### Problem:
Below are records; give the number of their lines that hold the word "ParamDescriptor", and write nothing more.

### Provided records:
━━━━
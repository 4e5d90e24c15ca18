//! Parameter collection whose changes are applied on a chosen thread.

use std::sync::Arc;

use paramsync_core::{
    ObserverRef, ParamError, ParamKind, Parameter, ParameterLookup, ParameterSet, Payload,
    Priority, Target,
};

use crate::config::SchedulerConfig;
use crate::error::SchedulerError;
use crate::record::ChangeRecord;
use crate::scheduler::Scheduler;
use crate::worker::BackgroundWorker;

/// A [`ParameterSet`] plus the machinery to change its values from any
/// thread.
///
/// Setters never apply a value directly. They queue a change for the lane
/// named by their `priority` argument:
///
/// - [`Priority::Realtime`]: applied when the real-time thread next calls
///   [`process_realtime_events`](Self::process_realtime_events).
/// - [`Priority::Async`]: applied by the background worker, which this set
///   owns.
///
/// Either way, observers of both priorities are notified on their own
/// thread, except the `sender` passed to the setter. Setters return `false`
/// when the change was dropped: unknown or read-only target, payload the
/// parameter cannot hold, or a set that is shutting down.
#[derive(Debug)]
pub struct ConcurrentParameterSet {
    parameters: ParameterSet,
    scheduler: Arc<Scheduler>,
    worker: BackgroundWorker,
}

impl ConcurrentParameterSet {
    /// Creates an empty set with the default configuration and starts its
    /// background worker.
    pub fn new() -> Result<Self, SchedulerError> {
        Self::with_config(&SchedulerConfig::default())
    }

    /// Creates an empty set and starts its background worker.
    pub fn with_config(config: &SchedulerConfig) -> Result<Self, SchedulerError> {
        let scheduler = Arc::new(Scheduler::new(config.queue_capacity));
        let worker = BackgroundWorker::spawn(Arc::clone(&scheduler), config)?;
        tracing::debug!(
            worker = %config.thread_name,
            queue_capacity = config.queue_capacity,
            "concurrent parameter set started"
        );
        Ok(Self {
            parameters: ParameterSet::new(),
            scheduler,
            worker,
        })
    }

    // ── Collection ──────────────────────────────────────────────────────────

    /// Adds a parameter and returns its shared handle.
    pub fn add(&mut self, parameter: Parameter) -> Result<Arc<Parameter>, ParamError> {
        self.parameters.add(parameter)
    }

    /// Looks up a parameter by name.
    pub fn get(&self, name: &str) -> Option<&Arc<Parameter>> {
        self.parameters.get(name)
    }

    /// Looks up a parameter by insertion index.
    pub fn get_index(&self, index: usize) -> Option<&Arc<Parameter>> {
        self.parameters.get_index(index)
    }

    /// Number of parameters.
    pub fn len(&self) -> usize {
        self.parameters.len()
    }

    /// Whether the set holds no parameters.
    pub fn is_empty(&self) -> bool {
        self.parameters.is_empty()
    }

    /// The underlying collection.
    pub fn parameters(&self) -> &ParameterSet {
        &self.parameters
    }

    /// Shared scheduler, for driving a custom collection through the same
    /// lanes.
    pub fn scheduler(&self) -> &Arc<Scheduler> {
        &self.scheduler
    }

    // ── Setters ─────────────────────────────────────────────────────────────

    /// Queues a plain (unnormalized) value.
    pub fn set<'a>(
        &self,
        target: impl Into<Target<'a>>,
        value: f64,
        priority: Priority,
        sender: Option<&ObserverRef>,
    ) -> bool {
        self.schedule_scalar(target.into(), Payload::Plain(value), priority, sender)
    }

    /// Queues a boolean value.
    pub fn set_bool<'a>(
        &self,
        target: impl Into<Target<'a>>,
        value: bool,
        priority: Priority,
        sender: Option<&ObserverRef>,
    ) -> bool {
        self.schedule_scalar(target.into(), Payload::Boolean(value), priority, sender)
    }

    /// Queues a normalized value in \[0.0, 1.0\].
    pub fn set_scaled<'a>(
        &self,
        target: impl Into<Target<'a>>,
        normalized: f64,
        priority: Priority,
        sender: Option<&ObserverRef>,
    ) -> bool {
        self.schedule_scalar(target.into(), Payload::Normalized(normalized), priority, sender)
    }

    /// Queues a copy of `data` for a text or blob parameter.
    ///
    /// Dropped for scalar parameters, for empty buffers and, on text
    /// parameters, for bytes that are not valid UTF-8.
    pub fn set_data<'a>(
        &self,
        target: impl Into<Target<'a>>,
        data: &[u8],
        priority: Priority,
        sender: Option<&ObserverRef>,
    ) -> bool {
        let Some(parameter) = self.resolve_writable(target.into()) else {
            return false;
        };
        if !parameter.supports_data() {
            return false;
        }
        if parameter.kind() == ParamKind::Text && std::str::from_utf8(data).is_err() {
            return false;
        }
        let Some(payload) = Payload::data(data) else {
            return false;
        };
        self.scheduler
            .schedule(ChangeRecord::new(parameter, payload, priority, sender.cloned()))
    }

    /// Queues a string for a text or blob parameter.
    pub fn set_text<'a>(
        &self,
        target: impl Into<Target<'a>>,
        text: &str,
        priority: Priority,
        sender: Option<&ObserverRef>,
    ) -> bool {
        self.set_data(target, text.as_bytes(), priority, sender)
    }

    fn schedule_scalar(
        &self,
        target: Target<'_>,
        payload: Payload,
        priority: Priority,
        sender: Option<&ObserverRef>,
    ) -> bool {
        let Some(parameter) = self.resolve_writable(target) else {
            return false;
        };
        if parameter.supports_data() {
            return false;
        }
        self.scheduler
            .schedule(ChangeRecord::new(parameter, payload, priority, sender.cloned()))
    }

    fn resolve_writable(&self, target: Target<'_>) -> Option<Arc<Parameter>> {
        self.parameters
            .resolve(target)
            .filter(|parameter| !parameter.descriptor().is_read_only())
    }

    // ── Processing ──────────────────────────────────────────────────────────

    /// Applies queued real-time changes and delivers real-time notifications
    /// for changes the worker applied.
    ///
    /// Call once per processing cycle from the real-time thread only.
    /// Returns the number of records handled.
    pub fn process_realtime_events(&self) -> usize {
        self.scheduler.process(Priority::Realtime)
    }

    /// Records waiting for the next real-time drain.
    pub fn pending_realtime(&self) -> usize {
        self.scheduler.dispatcher(Priority::Realtime).pending()
    }

    /// Records waiting for the background worker.
    pub fn pending_async(&self) -> usize {
        self.scheduler.dispatcher(Priority::Async).pending()
    }

    /// Stops both lanes and joins the background worker.
    ///
    /// Later setters return `false`. Called automatically on drop.
    pub fn shutdown(&mut self) {
        if !self.scheduler.is_killed() {
            tracing::debug!(
                pending_realtime = self.pending_realtime(),
                pending_async = self.pending_async(),
                "concurrent parameter set shutting down"
            );
        }
        self.scheduler.kill();
        self.worker.shutdown();
    }
}

impl Drop for ConcurrentParameterSet {
    fn drop(&mut self) {
        self.shutdown();
    }
}

#[cfg(test)]
mod tests {
    use super::*;
    use paramsync_core::{ParamDescriptor, ParamFlags};

    fn quiet_config() -> SchedulerConfig {
        SchedulerConfig::default().with_worker_nice(None)
    }

    #[test]
    fn targets_resolve_by_handle_index_and_name() {
        let mut set = ConcurrentParameterSet::with_config(&quiet_config()).unwrap();
        let p = set.add(Parameter::float("Mix", 0.0, 1.0, 0.0)).unwrap();

        assert!(set.set(&p, 0.1, Priority::Realtime, None));
        assert!(set.set(0_usize, 0.2, Priority::Realtime, None));
        assert!(set.set("mix", 0.3, Priority::Realtime, None));
        assert!(!set.set("missing", 0.4, Priority::Realtime, None));
        assert!(!set.set(5_usize, 0.4, Priority::Realtime, None));
        assert_eq!(set.pending_realtime(), 3);

        assert_eq!(set.process_realtime_events(), 3);
        assert_eq!(p.value(), 0.3);
    }

    #[test]
    fn scalar_setters_reject_data_parameters() {
        let mut set = ConcurrentParameterSet::with_config(&quiet_config()).unwrap();
        let blob = set.add(Parameter::blob("State")).unwrap();

        assert!(!set.set(&blob, 1.0, Priority::Realtime, None));
        assert!(!set.set_bool(&blob, true, Priority::Realtime, None));
        assert!(!set.set_scaled(&blob, 0.5, Priority::Realtime, None));
        assert_eq!(set.pending_realtime(), 0);
    }

    #[test]
    fn data_setters_validate_input() {
        let mut set = ConcurrentParameterSet::with_config(&quiet_config()).unwrap();
        let gain = set.add(Parameter::float("Gain", 0.0, 1.0, 0.5)).unwrap();
        let name = set.add(Parameter::text("Preset", "init")).unwrap();
        let state = set.add(Parameter::blob("State")).unwrap();

        assert!(!set.set_data(&gain, &[1, 2, 3, 4], Priority::Realtime, None));
        assert!(!set.set_data(&state, &[], Priority::Realtime, None));
        assert!(!set.set_data(&name, &[0xff, 0xfe], Priority::Realtime, None));
        assert_eq!(set.pending_realtime(), 0);

        assert!(set.set_text(&name, "warm pad", Priority::Realtime, None));
        assert!(set.set_data(&state, &[7, 8], Priority::Realtime, None));
        assert_eq!(set.process_realtime_events(), 2);
        assert_eq!(name.text_value(), "warm pad");
        assert_eq!(state.data().as_slice(), &[7, 8]);
        assert_eq!(gain.value(), 0.5);
    }

    #[test]
    fn read_only_parameters_refuse_changes() {
        let mut set = ConcurrentParameterSet::with_config(&quiet_config()).unwrap();
        let flags = ParamFlags::AUTOMATABLE.union(ParamFlags::READ_ONLY);
        let meter = set
            .add(Parameter::new(
                ParamKind::Float,
                ParamDescriptor::new("Meter", 0.0, 1.0, 0.0).with_flags(flags),
            ))
            .unwrap();
        let label = set
            .add(Parameter::new(
                ParamKind::Text,
                ParamDescriptor::new("Label", 0.0, 1.0, 0.0).with_flags(flags),
            ))
            .unwrap();

        assert!(!set.set(&meter, 0.5, Priority::Realtime, None));
        assert!(!set.set_bool("meter", true, Priority::Async, None));
        assert!(!set.set_scaled(0_usize, 0.5, Priority::Realtime, None));
        assert!(!set.set_text(&label, "x", Priority::Realtime, None));
        assert_eq!(set.pending_realtime() + set.pending_async(), 0);
        assert_eq!(meter.value(), 0.0);
    }

    #[test]
    fn set_scaled_denormalizes() {
        let mut set = ConcurrentParameterSet::with_config(&quiet_config()).unwrap();
        let p = set.add(Parameter::float("Mix", 0.0, 100.0, 0.0)).unwrap();

        set.set_scaled(&p, 0.25, Priority::Realtime, None);
        set.process_realtime_events();
        assert_eq!(p.value(), 25.0);
    }

    #[test]
    fn setters_fail_after_shutdown() {
        let mut set = ConcurrentParameterSet::with_config(&quiet_config()).unwrap();
        let p = set.add(Parameter::boolean("Bypass", false)).unwrap();

        set.shutdown();
        set.shutdown();
        assert!(!set.set_bool(&p, true, Priority::Realtime, None));
        assert!(!set.set_bool(&p, true, Priority::Async, None));
        assert_eq!(set.process_realtime_events(), 0);
        assert!(!p.as_bool());
    }

    #[test]
    fn collection_accessors() {
        let mut set = ConcurrentParameterSet::with_config(&quiet_config()).unwrap();
        assert!(set.is_empty());
        let p = set.add(Parameter::integer("Voices", 1, 16, 8)).unwrap();

        assert_eq!(set.len(), 1);
        assert!(Arc::ptr_eq(set.get("voices").unwrap(), &p));
        assert!(Arc::ptr_eq(set.get_index(0).unwrap(), &p));
        assert_eq!(set.parameters().len(), 1);
        assert!(matches!(
            set.add(Parameter::integer("VOICES", 1, 4, 1)),
            Err(ParamError::DuplicateName { .. })
        ));
    }
}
━━━━
### Final answer:
3